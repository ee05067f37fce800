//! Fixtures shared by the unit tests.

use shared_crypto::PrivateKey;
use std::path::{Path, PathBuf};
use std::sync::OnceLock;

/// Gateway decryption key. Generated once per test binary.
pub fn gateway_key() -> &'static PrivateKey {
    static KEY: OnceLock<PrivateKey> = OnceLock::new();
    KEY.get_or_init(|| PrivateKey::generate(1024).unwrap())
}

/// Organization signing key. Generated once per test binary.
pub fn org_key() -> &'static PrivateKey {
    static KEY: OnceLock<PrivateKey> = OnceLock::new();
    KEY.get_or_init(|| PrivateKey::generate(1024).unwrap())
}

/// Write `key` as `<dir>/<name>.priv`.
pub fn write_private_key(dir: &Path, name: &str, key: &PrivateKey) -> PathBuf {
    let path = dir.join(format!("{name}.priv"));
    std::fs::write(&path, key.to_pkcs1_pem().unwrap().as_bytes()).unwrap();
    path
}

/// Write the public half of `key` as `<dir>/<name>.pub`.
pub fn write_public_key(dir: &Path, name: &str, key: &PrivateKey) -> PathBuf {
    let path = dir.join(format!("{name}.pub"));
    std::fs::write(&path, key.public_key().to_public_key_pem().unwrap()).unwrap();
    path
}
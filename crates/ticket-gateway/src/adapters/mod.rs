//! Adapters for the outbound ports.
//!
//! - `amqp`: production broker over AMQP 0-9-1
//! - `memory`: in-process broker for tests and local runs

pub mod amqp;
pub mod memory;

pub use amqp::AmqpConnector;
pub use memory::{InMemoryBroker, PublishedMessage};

::::::

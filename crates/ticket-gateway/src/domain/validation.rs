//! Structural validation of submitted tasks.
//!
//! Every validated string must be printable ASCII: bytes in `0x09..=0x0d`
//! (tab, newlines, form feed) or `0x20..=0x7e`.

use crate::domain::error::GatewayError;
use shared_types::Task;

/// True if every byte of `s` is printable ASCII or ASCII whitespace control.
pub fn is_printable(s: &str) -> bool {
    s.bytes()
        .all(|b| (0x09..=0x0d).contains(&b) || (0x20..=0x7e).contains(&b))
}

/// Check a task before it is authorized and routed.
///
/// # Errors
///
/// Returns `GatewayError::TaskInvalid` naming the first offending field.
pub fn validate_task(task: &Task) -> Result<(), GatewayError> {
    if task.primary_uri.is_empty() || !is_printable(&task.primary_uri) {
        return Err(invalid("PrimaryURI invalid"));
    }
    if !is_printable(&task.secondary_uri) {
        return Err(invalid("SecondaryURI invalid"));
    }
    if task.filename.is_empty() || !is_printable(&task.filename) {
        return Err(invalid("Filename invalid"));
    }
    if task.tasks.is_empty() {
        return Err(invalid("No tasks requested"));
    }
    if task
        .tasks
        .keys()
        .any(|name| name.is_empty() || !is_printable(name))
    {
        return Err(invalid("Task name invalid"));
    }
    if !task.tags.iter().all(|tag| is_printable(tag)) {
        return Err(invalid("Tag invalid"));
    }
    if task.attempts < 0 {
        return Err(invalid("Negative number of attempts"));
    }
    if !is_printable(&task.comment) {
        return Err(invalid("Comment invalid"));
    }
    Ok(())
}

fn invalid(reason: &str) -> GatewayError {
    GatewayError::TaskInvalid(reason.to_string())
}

::::::

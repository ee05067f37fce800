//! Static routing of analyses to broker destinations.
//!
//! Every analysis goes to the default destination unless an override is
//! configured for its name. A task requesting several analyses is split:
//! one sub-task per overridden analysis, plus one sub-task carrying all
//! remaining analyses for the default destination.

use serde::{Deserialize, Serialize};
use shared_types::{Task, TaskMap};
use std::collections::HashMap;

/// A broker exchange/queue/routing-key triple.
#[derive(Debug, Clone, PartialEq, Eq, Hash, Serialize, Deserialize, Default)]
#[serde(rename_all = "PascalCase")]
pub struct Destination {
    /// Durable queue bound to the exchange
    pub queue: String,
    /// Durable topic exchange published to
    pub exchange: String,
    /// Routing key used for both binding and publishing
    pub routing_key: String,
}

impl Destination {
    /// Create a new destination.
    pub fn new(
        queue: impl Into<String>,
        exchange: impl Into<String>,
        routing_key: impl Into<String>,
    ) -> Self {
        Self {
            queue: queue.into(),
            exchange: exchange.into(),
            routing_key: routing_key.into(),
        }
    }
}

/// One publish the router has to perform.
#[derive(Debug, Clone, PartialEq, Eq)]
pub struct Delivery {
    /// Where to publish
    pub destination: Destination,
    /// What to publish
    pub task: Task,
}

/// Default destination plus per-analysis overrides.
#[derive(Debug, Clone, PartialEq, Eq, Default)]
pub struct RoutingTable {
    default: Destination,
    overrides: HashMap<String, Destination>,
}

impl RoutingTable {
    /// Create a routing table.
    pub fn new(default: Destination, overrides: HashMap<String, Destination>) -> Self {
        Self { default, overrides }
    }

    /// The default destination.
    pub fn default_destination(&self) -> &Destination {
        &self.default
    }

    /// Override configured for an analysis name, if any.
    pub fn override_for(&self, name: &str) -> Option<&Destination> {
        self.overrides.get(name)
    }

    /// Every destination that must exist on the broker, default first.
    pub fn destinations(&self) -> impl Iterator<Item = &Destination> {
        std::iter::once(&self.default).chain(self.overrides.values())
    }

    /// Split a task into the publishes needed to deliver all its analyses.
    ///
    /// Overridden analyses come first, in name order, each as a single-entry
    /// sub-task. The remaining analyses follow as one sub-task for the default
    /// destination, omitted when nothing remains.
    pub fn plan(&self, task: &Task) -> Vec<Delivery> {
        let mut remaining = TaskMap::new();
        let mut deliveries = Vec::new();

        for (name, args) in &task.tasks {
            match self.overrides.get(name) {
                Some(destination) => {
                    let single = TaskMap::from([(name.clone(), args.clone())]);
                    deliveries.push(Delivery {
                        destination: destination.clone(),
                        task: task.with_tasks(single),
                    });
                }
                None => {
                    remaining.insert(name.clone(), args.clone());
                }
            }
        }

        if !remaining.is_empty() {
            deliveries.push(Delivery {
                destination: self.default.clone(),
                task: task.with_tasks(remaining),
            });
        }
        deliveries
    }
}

::::::

Please provide the number of lines in the listing above that contain the word "derive", and nothing further.

3